Stalk rots were rampant in many cornfields this fall. Dave Nanda, a plant breeder and crops consultant for Seed Consultants Inc., sponsor of Crop Watch ’16, says that many fields were set up for stalk rot because they were stressed by foliar diseases, including gray leaf spot and southern rust.
One of the diseases that Nanda encountered this fall was stalk rot, primarily anthracnose stalk rot. There is also a leaf blight phase of anthracnose, but it’s caused by a different organism and is usually not as prevalent as other corn leaf diseases, he says.
Here are three ways to identify stalk rots.
Step 1. Notice plants that have fallen over prematurely, especially at the base of the plant.
If a stalk collapsed and let the entire plant fall, stalk rot is a prime candidate for being the cause, Nanda says. If there are black specks on the stalk, it’s likely anthracnose stalk rot invading the plant.
Step 2. Notice discoloration of stalks. Even if stalks are standing, the outer rind may be discolored either by black specks and dark colors, indicating anthracnose stalk rots, or by a whitish, slick appearance, which is also an indication of stalk rot.
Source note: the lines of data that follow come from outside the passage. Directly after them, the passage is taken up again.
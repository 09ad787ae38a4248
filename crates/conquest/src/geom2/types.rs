//! Basic 2D types and tolerances used by the hull engine.
//!
//! - `DiskPoint`: a point of the open unit disk (plain `Vector2<f64>`).
//! - `HullPolygon`: ordered CCW boundary plus the path that produced it.
//! - `EPS`: orientation/containment tolerance.
//!
//! Code cross-refs: `util::convex_hull`, `concave::concave_hull`, `area::signed_area`

use nalgebra::Vector2;

use super::area::{polygon_area, signed_area};
use super::util::point_in_polygon_eps;

/// Tolerance for orientation and containment predicates.
///
/// Disk coordinates are O(1), so an absolute value is fine.
pub const EPS: f64 = 1e-12;

/// A projected word. Produced by `embed::project_raw`; satisfies `|p| < 1`.
pub type DiskPoint = Vector2<f64>;

/// Which construction path produced a `HullPolygon`.
#[derive(Clone, Copy, Debug, PartialEq, Eq)]
pub enum HullKind {
    /// Fewer than three distinct points, or all collinear. Zero area.
    Degenerate,
    /// Plain convex hull (no edge was dug in).
    Convex,
    /// At least one edge was dug in.
    Concave,
    /// Digging produced an invalid polygon; the convex hull was returned instead.
    ConvexFallback,
}

/// Boundary polygon over a point set.
///
/// Invariants:
/// - Vertices are a subset of the input points, CCW, open (first not repeated).
/// - No two consecutive vertices coincide.
/// - `Degenerate` hulls hold at most two vertices (a point or a segment).
#[derive(Clone, Debug, PartialEq)]
pub struct HullPolygon {
    pub vertices: Vec<DiskPoint>,
    pub kind: HullKind,
}

impl HullPolygon {
    #[inline]
    pub fn degenerate(vertices: Vec<DiskPoint>) -> Self {
        Self {
            vertices,
            kind: HullKind::Degenerate,
        }
    }

    #[inline]
    pub fn len(&self) -> usize {
        self.vertices.len()
    }

    #[inline]
    pub fn is_empty(&self) -> bool {
        self.vertices.is_empty()
    }

    #[inline]
    pub fn is_degenerate(&self) -> bool {
        self.kind == HullKind::Degenerate
    }

    /// Enclosed area (absolute shoelace); 0 for degenerate hulls.
    #[inline]
    pub fn area(&self) -> f64 {
        polygon_area(&self.vertices)
    }

    /// Signed shoelace area; positive for CCW.
    #[inline]
    pub fn signed_area(&self) -> f64 {
        signed_area(&self.vertices)
    }

    /// Point membership, boundary inclusive.
    pub fn contains(&self, p: DiskPoint) -> bool {
        match self.vertices.len() {
            0 => false,
            1 => (self.vertices[0] - p).norm() <= EPS.sqrt(),
            _ => point_in_polygon_eps(&self.vertices, p, EPS.sqrt()),
        }
    }
}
Splitting the stalk and examining the pith may determine which stalk rot is at work.
Step 3. Look inside the stalk at the pith for clues. If the pith inside the stalk is healthy, it will still be white, even near harvest. If you split it open and find discoloration, it is likely due to stalk rot, Nanda says. Dark or black discoloration inside the pith is often a sign of anthracnose stalk rot, he notes. Once you suspect stalk rot is at work from finding down stalks or because you see visual symptoms, split the stalk and examine the pith, starting at the nodes.